De Stéphane Demoustier
Avec Claes Bang, Sidse Babett Knudsen, Xavier Dolan

Chronique : Le dernier film de Stéphane Demoustier est de ceux dont on ignore avoir envie. On fait en effet difficilement moins sexy que l’origin-story de la Grande Arche de la Défense…. On est bien loin du glamour et des dramas d’Opéra, petite merveille de série sur le ballet dont il assurait la réalisation.
Mais sous ses abords rébarbatifs, l’histoire derrière l’édification de ce monument colossal s’avère passionnante. Le plus surprenant, peut-être, est qu’on comprend que ça aurait pu être beau. Difficile à croire quand on se balade au cœur du quartier d’affaires parisien….
Ce qui intéresse surtout Demoustier (et nous avec), c’est le combat d’Otto von Spreckelsen pour conserver l’intégrité d’une œuvre confrontée aux volte-face des politiques publiques et défendre sa probité d’artiste peu habitué aux chantiers de cette ampleur (avant de gagner l’appel d’offre contre toute attente, l’architecte danois n’avait bâti que deux églises…). Le réalisateur en fait un thriller politique tragi-comique épatant dont on ne voit pas passer les deux heures. Le récit est cadencé par la relation quasi-amoureuse qui lie l’architecte à son projet. Son enthousiasme et son intransigeance vont vite être mis à mal par le goût très français pour la lourdeur administrative et les enjeux politiques majeurs que revêt un tel projet, suscitant les jalousies, déclenchant des luttes d’influence et même un peu de chauvinisme.
Pensant disposer d’un chèque en blanc de la part de Mitterrand, von Spreckelsen se retrouve vite rattrapé par la réalité économique et les conséquences de la cohabitation. Cette instabilité politique associée à son exigence artistique (et à son orgueil) vont littéralement le bouffer. Son refus du compromis va virer à la paranoïa et provoquer de nombreux conflits avec son entourage tandis qu’il voit son œuvre lui échapper.

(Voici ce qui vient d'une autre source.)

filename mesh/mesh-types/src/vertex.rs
//! Vertex type.

use nalgebra::Point3;

#[cfg(feature = "serde")]
use serde::{Deserialize, Serialize};

/// A vertex in 3D space.
///
/// Resting-pose analysis only ever reads positions, so a vertex carries no
/// per-vertex attributes. Normals are recomputed from faces when needed.
///
/// # Example
///
/// ```
/// use mesh_types::{Vertex, Point3};
///
/// let v1 = Vertex::new(Point3::new(1.0, 2.0, 3.0));
/// let v2 = Vertex::from_coords(1.0, 2.0, 3.0);
///
/// assert_eq!(v1, v2);
/// ```
#[derive(Debug, Clone, Copy, PartialEq)]
#[cfg_attr(feature = "serde", derive(Serialize, Deserialize))]
pub struct Vertex {
    /// 3D position.
    pub position: Point3<f64>,
}

impl Vertex {
    /// Create a new vertex at the given position.
    #[inline]
    #[must_use]
    pub const fn new(position: Point3<f64>) -> Self {
        Self { position }
    }

    /// Create a vertex from raw coordinates.
    #[inline]
    #[must_use]
    #[allow(clippy::missing_const_for_fn)] // Point3::new is not const in nalgebra
    pub fn from_coords(x: f64, y: f64, z: f64) -> Self {
        Self::new(Point3::new(x, y, z))
    }
}

impl From<Point3<f64>> for Vertex {
    fn from(position: Point3<f64>) -> Self {
        Self::new(position)
    }
}

impl From<[f64; 3]> for Vertex {
    fn from([x, y, z]: [f64; 3]) -> Self {
        Self::from_coords(x, y, z)
    }
}

/// Bit pattern of a position, with `-0.0` folded onto `0.0`.
///
/// Two positions share a key exactly when their coordinates compare equal,
/// which makes the key usable for welding and deduplication in hash maps.
pub type PositionKey = [u64; 3];

/// Compute the [`PositionKey`] of a point.
///
/// # Example
///
/// ```
/// use mesh_types::{position_key, Point3};
///
/// let a = Point3::new(-0.0, 1.0, 2.0);
/// let b = Point3::new(0.0, 1.0, 2.0);
/// assert_eq!(position_key(&a), position_key(&b));
/// ```
#[must_use]
pub fn position_key(p: &Point3<f64>) -> PositionKey {
    // Adding +0.0 maps -0.0 to +0.0 and leaves every other value alone.
    [
        (p.x + 0.0).to_bits(),
        (p.y + 0.0).to_bits(),
        (p.z + 0.0).to_bits(),
    ]
}

#[cfg(test)]
mod tests {
    use super::*;

    #[test]
    fn vertex_from_array() {
        let v: Vertex = [1.0, -2.0, 3.5].into();
        assert!((v.position.x - 1.0).abs() < f64::EPSILON);
        assert!((v.position.y + 2.0).abs() < f64::EPSILON);
        assert!((v.position.z - 3.5).abs() < f64::EPSILON);
    }

    #[test]
    fn vertex_from_point() {
        let p = Point3::new(4.0, 5.0, 6.0);
        assert_eq!(Vertex::from(p).position, p);
    }

    #[test]
    fn distinct_positions_have_distinct_keys() {
        let a = Point3::new(0.1, 0.2, 0.3);
        let b = Point3::new(0.1, 0.2, 0.300_000_000_000_000_04);
        assert_ne!(position_key(&a), position_key(&b));
        assert_eq!(position_key(&a), position_key(&Point3::new(0.1, 0.2, 0.3)));
    }
}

Dumoustier filme en 4/3, dans style très réaliste, très simple avec une photographie austère et un peu cracra qui rappelle les reportages des années 80. On est parfaitement plongé dans l’ambiance d’alors ! Le Paris de l’époque est reconstitué de manière minutieuse, le gigantisme des chantiers également, que ce soit à La Défense, mais aussi à Palais Royal où la Pyramide du Louvres est en train de sortir de terre.
Pour incarner cette étonnante page de l’histoire architecturale française, Demoustier peut compter sur une distribution brillante. Dans le rôle de conseiller zélé du président, Dolan convainc et étonne.

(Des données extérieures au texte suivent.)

//! Tunable thresholds of the orientation pipeline.

#[cfg(feature = "serde")]
use serde::{Deserialize, Serialize};

use crate::error::{StabilityError, StabilityResult};

/// Parameters for resting-pose selection.
///
/// The defaults reproduce the reference thresholds used to build the
/// existing pose datasets; change them only when regenerating data.
///
/// # Example
///
/// ```
/// use mesh_stability::StabilityParams;
///
/// let params = StabilityParams::default()
///     .with_max_planes(40)
///     .with_height_multiplier(3.0);
/// assert!(params.validate().is_ok());
/// assert_eq!(params.max_planes, 40);
/// ```
#[derive(Debug, Clone, PartialEq)]
#[cfg_attr(feature = "serde", derive(Serialize, Deserialize))]
#[cfg_attr(feature = "serde", serde(default))]
pub struct StabilityParams {
    /// Angle in radians below which two hull facets belong to the same
    /// support plane. Default: 0.025
    pub plane_merge_angle: f64,

    /// Number of largest support planes kept as candidates. Default: 80
    pub max_planes: usize,

    /// Relative area window treated as "the same curved surface" by the
    /// redundancy reducer. Default: 0.075 (±7.5%)
    pub curvature_area_tolerance: f64,

    /// Extra near-equal-area planes tolerated per curvature bucket before
    /// further ones are dropped. Default: 2 (three views per surface)
    pub max_curved_repeats: u32,

    /// A stable pose is discarded when its center of mass is higher than
    /// this multiple of the lowest center of mass seen. Must be finite so
    /// the parameters survive a JSON round trip. Default: 4.0
    pub height_multiplier: f64,

    /// Angle in radians below which two accepted normals are considered
    /// the same orientation. Default: 0.05
    pub duplicate_angle: f64,

    /// Slack on barycentric coordinates so a center of mass lying exactly
    /// on an edge shared by two support triangles is not lost to
    /// rounding. Default: 1e-9
    pub barycentric_tolerance: f64,
}

impl Default for StabilityParams {
    fn default() -> Self {
        Self {
            plane_merge_angle: 0.025,
            max_planes: 80,
            curvature_area_tolerance: 0.075,
            max_curved_repeats: 2,
            height_multiplier: 4.0,
            duplicate_angle: 0.05,
            barycentric_tolerance: 1e-9,
        }
    }
}

impl StabilityParams {
    /// Fewer, more clearly distinct poses: tighter height limit and a
    /// wider duplicate window.
    #[must_use]
    pub fn strict() -> Self {
        Self {
            max_planes: 40,
            max_curved_repeats: 1,
            height_multiplier: 2.0,
            duplicate_angle: 0.1,
            ..Self::default()
        }
    }

    /// More poses: every stable plane short of absurd heights, and all
    /// repeats of curved surfaces.
    #[must_use]
    pub fn permissive() -> Self {
        Self {
            max_planes: 200,
            max_curved_repeats: u32::MAX,
            height_multiplier: 1e6,
            ..Self::default()
        }
    }

    /// Set the facet merge angle (radians).
    #[must_use]
    pub const fn with_plane_merge_angle(mut self, angle: f64) -> Self {
        self.plane_merge_angle = angle;
        self
    }

    /// Set the number of candidate planes.
    #[must_use]
    pub const fn with_max_planes(mut self, count: usize) -> Self {
        self.max_planes = count;
        self
    }

    /// Set the curvature bucket tolerance (fraction of area).
    #[must_use]
    pub const fn with_curvature_area_tolerance(mut self, tolerance: f64) -> Self {
        self.curvature_area_tolerance = tolerance;
        self
    }

    /// Set how many repeats a curvature bucket tolerates.
    #[must_use]
    pub const fn with_max_curved_repeats(mut self, repeats: u32) -> Self {
        self.max_curved_repeats = repeats;
        self
    }

    /// Set the center-of-mass height multiplier.
    #[must_use]
    pub const fn with_height_multiplier(mut self, multiplier: f64) -> Self {
        self.height_multiplier = multiplier;
        self
    }

    /// Set the duplicate-orientation angle (radians).
    #[must_use]
    pub const fn with_duplicate_angle(mut self, angle: f64) -> Self {
        self.duplicate_angle = angle;
        self
    }

    /// Check that every parameter is usable.
    ///
    /// # Errors
    ///
    /// Returns [`StabilityError::InvalidParams`] naming the first bad value.
    pub fn validate(&self) -> StabilityResult<()> {
        let positive_angle = |name, value: f64| {
            if value > 0.0 && value < std::f64::consts::PI {
                Ok(())
            } else {
                Err(StabilityError::invalid_param(
                    name,
                    format!("expected an angle in (0, pi), got {value}"),
                ))
            }
        };
        positive_angle("plane_merge_angle", self.plane_merge_angle)?;
        positive_angle("duplicate_angle", self.duplicate_angle)?;

        if self.max_planes == 0 {
            return Err(StabilityError::invalid_param(
                "max_planes",
                "at least one candidate plane is required",
            ));
        }
        if !(0.0..1.0).contains(&self.curvature_area_tolerance) {
            return Err(StabilityError::invalid_param(
                "curvature_area_tolerance",
                format!("expected a fraction in [0, 1), got {}", self.curvature_area_tolerance),
            ));
        }
        if !self.height_multiplier.is_finite() || self.height_multiplier < 1.0 {
            return Err(StabilityError::invalid_param(
                "height_multiplier",
                format!("expected a finite value >= 1, got {}", self.height_multiplier),
            ));
        }
        if !self.barycentric_tolerance.is_finite() || self.barycentric_tolerance < 0.0 {
            return Err(StabilityError::invalid_param(
                "barycentric_tolerance",
                format!("expected a finite value >= 0, got {}", self.barycentric_tolerance),
            ));
        }
        Ok(())
    }
}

Le personnage fictionnel de la femme de l’architecte, à la fois agent déguisé et voix de la raison est interprété avec nuance par la toujours parfaite Sidse Babett Knudsen. Elle forme un beau couple avec Claes Bang, qui navigue avec aisance entre 3 langues et traduit avec élégance le dévouement d’un artiste passionné par son métier mais écrasé par les à-côtés d’un projet trop grand pour lui.

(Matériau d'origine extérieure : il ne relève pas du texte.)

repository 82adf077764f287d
//! Tracing/logging (shared setup).

/// Initialize process-wide observability (tracing/logging).
///
/// This is safe to call multiple times; subsequent calls become no-ops.
pub fn init() {
    tracing::init();
}

/// Tracing configuration (filters, layers).
pub mod tracing;
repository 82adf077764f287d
//! `stockbridge-stock` — typed client for the stock ledger service.
//!
//! The ledger owns stock quantities; this crate owns how we talk to it:
//! the wire contract, the error taxonomy, and the timeout/retry policy
//! applied to every remote call.

pub mod client;
pub mod gateway;
pub mod record;
pub mod retry;

pub use client::{API_KEY_HEADER, HttpStockClient, StockClientConfig};
pub use gateway::{StockError, StockGateway};
pub use record::{StockRecord, StockUpsert};
pub use retry::RetryPolicy;
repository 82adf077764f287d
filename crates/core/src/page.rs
//! Paging types for list reads.

use serde::{Deserialize, Serialize};

/// Default page size when the caller does not specify one.
pub const DEFAULT_PAGE_SIZE: u32 = 10;
/// Upper bound on page size; larger requests are clamped.
pub const MAX_PAGE_SIZE: u32 = 100;

/// A page request: zero-based page index plus page size.
#[derive(Debug, Copy, Clone, PartialEq, Eq, Serialize, Deserialize)]
pub struct PageRequest {
    pub page: u32,
    pub size: u32,
}

impl PageRequest {
    pub fn new(page: u32, size: u32) -> Self {
        Self {
            page,
            size: size.clamp(1, MAX_PAGE_SIZE),
        }
    }

    pub fn offset(&self) -> usize {
        self.page as usize * self.size as usize
    }
}

impl Default for PageRequest {
    fn default() -> Self {
        Self {
            page: 0,
            size: DEFAULT_PAGE_SIZE,
        }
    }
}

/// One page of results plus totals.
#[derive(Debug, Clone, PartialEq, Eq, Serialize, Deserialize)]
pub struct Page<T> {
    pub items: Vec<T>,
    pub page: u32,
    pub size: u32,
    pub total_items: u64,
    pub total_pages: u32,
}

impl<T> Page<T> {
    /// Build a page from the full result count and the slice for this page.
    pub fn new(items: Vec<T>, request: PageRequest, total_items: u64) -> Self {
        let total_pages = if total_items == 0 {
            0
        } else {
            ((total_items + request.size as u64 - 1) / request.size as u64) as u32
        };
        Self {
            items,
            page: request.page,
            size: request.size,
            total_items,
            total_pages,
        }
    }
}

L’Inconnu de la Grande Arche interroge intelligemment la place de l’artiste face aux considérations politiques plus prosaïques et rappelle qu’entre un rêve et sa réalisation, il faut du temps, et ce temps-là souvent consume l’artiste…

Synopsis : 1983, François Mitterrand décide de lancer un concours d’architecture international pour le projet phare de sa présidence : la Grande Arche de la Défense, dans l’axe du Louvre et de l’Arc de Triomphe ! A la surprise générale, Otto von Spreckelsen, architecte danois, remporte le concours. Du jour au lendemain, cet homme de 53 ans, inconnu en France, débarque à Paris où il est propulsé à la tête de ce chantier pharaonique. Et si l’architecte entend bâtir la Grande Arche telle qu’il l’a imaginée, ses idées vont très vite se heurter à la complexité du réel et aux aléas de la politique.